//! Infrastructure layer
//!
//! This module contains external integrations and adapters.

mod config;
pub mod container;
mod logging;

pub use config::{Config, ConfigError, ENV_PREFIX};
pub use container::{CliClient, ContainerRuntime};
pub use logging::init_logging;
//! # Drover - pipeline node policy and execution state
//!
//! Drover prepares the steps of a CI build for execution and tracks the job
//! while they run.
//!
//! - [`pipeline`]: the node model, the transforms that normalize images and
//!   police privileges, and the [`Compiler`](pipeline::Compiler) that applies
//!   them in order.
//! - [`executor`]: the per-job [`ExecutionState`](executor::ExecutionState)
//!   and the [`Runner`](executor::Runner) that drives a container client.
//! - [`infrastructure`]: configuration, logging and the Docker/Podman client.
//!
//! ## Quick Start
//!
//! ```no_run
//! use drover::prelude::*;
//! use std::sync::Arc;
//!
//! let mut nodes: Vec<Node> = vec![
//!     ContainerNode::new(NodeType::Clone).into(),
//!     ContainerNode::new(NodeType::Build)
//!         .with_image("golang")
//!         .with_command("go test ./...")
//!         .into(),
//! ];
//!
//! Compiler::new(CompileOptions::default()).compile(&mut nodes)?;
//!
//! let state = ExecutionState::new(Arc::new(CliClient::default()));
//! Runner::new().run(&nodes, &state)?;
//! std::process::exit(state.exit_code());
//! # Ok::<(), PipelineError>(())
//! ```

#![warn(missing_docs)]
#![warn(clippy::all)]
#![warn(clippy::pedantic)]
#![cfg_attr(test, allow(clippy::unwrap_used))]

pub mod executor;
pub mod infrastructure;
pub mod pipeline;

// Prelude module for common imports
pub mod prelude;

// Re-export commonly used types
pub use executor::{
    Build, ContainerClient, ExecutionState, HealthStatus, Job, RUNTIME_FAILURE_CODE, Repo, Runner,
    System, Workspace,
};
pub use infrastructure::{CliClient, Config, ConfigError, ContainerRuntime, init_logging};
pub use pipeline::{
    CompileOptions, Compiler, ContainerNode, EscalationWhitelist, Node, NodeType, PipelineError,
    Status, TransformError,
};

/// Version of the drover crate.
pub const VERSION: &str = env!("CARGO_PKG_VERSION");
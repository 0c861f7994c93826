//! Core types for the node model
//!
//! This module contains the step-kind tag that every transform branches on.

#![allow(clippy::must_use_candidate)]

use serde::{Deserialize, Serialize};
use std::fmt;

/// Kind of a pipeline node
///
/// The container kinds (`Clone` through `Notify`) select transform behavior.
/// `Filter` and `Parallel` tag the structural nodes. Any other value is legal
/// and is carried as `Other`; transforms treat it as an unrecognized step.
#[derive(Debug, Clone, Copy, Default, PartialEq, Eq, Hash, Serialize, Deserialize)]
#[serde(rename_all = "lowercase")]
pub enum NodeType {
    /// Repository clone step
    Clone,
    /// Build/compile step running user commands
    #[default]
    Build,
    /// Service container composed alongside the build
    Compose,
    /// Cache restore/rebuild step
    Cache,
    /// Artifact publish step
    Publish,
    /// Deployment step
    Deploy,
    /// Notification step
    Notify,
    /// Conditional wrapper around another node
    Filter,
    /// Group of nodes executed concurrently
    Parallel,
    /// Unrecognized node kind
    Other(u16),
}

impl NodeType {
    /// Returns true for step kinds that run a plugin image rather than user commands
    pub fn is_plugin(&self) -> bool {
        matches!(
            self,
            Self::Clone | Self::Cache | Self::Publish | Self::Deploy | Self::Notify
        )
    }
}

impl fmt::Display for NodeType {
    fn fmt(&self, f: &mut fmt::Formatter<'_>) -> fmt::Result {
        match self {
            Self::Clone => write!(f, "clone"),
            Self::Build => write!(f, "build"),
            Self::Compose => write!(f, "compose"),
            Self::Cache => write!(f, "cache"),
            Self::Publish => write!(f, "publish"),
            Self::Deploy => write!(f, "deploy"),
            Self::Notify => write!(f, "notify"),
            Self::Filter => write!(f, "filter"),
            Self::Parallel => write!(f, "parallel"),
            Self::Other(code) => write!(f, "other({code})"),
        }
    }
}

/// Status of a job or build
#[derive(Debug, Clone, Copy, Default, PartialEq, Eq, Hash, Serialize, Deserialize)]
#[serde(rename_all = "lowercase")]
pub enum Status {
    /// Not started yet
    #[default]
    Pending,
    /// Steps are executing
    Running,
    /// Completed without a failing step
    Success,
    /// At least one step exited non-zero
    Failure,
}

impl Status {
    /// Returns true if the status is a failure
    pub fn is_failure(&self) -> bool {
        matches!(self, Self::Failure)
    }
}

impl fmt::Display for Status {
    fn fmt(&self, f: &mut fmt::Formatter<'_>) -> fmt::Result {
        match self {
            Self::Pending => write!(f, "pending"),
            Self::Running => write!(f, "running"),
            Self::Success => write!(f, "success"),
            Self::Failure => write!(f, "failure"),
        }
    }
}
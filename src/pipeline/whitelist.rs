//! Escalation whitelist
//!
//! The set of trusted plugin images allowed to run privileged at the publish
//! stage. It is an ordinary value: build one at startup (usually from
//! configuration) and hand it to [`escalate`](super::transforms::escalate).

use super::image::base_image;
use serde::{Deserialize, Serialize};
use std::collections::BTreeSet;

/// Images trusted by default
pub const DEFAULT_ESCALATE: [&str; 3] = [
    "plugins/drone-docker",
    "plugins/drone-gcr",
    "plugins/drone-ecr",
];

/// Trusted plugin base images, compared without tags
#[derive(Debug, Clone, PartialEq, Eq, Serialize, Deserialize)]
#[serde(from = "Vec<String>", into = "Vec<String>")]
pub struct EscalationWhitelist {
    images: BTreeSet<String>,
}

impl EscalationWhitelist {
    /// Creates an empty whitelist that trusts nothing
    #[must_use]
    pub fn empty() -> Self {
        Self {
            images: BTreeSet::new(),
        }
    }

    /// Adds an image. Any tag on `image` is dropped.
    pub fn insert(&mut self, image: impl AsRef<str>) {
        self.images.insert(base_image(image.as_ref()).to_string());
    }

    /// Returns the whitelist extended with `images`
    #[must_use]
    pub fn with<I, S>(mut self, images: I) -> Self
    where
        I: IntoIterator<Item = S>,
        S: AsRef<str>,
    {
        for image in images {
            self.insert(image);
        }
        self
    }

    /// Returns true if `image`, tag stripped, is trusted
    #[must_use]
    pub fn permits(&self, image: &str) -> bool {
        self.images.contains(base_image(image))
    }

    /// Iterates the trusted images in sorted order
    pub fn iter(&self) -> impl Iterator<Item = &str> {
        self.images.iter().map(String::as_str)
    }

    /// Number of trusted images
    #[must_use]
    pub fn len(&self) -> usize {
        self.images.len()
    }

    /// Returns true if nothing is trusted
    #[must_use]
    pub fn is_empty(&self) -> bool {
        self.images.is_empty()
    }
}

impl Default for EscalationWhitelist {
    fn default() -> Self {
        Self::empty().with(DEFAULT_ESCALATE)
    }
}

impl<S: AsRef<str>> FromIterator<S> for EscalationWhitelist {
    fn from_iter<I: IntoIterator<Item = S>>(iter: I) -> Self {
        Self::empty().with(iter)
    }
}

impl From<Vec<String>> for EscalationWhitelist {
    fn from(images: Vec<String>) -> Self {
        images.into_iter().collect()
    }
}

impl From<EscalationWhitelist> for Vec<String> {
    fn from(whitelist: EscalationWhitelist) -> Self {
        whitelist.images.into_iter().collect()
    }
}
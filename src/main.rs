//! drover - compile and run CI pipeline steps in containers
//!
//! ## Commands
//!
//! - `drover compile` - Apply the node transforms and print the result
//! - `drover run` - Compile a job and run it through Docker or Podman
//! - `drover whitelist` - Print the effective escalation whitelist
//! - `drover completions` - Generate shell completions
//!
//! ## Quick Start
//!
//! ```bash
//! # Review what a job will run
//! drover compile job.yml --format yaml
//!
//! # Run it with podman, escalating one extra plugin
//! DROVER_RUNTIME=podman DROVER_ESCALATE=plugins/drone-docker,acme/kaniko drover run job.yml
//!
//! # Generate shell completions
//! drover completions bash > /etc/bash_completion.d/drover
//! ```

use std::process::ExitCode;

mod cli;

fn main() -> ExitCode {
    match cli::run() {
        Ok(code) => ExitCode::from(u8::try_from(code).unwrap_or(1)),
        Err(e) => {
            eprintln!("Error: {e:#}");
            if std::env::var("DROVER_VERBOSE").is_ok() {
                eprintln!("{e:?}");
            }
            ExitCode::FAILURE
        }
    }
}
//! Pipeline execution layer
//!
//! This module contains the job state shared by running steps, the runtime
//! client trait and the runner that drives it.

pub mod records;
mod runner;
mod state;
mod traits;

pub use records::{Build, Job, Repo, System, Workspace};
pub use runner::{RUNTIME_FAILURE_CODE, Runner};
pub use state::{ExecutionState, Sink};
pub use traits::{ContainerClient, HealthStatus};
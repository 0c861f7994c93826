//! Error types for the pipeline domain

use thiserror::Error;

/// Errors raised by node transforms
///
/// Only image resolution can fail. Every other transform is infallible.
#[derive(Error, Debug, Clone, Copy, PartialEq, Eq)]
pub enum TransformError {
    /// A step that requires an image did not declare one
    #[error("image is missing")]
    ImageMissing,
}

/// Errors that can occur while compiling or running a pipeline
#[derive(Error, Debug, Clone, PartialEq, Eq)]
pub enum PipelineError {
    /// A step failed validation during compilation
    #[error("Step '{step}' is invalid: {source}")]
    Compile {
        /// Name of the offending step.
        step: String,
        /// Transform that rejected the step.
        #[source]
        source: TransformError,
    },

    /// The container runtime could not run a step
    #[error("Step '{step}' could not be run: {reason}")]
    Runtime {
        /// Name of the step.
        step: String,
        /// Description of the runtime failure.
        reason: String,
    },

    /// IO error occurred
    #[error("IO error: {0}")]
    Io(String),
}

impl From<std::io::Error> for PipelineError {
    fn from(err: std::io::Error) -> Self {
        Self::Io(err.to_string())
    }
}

=== Task description ===
In the entries above, find each line containing the string "plugins" and copy it.

=== Response to the task ===
    "plugins/drone-docker",
    "plugins/drone-gcr",
    "plugins/drone-ecr",
//! DROVER_RUNTIME=podman DROVER_ESCALATE=plugins/drone-docker,acme/kaniko drover run job.yml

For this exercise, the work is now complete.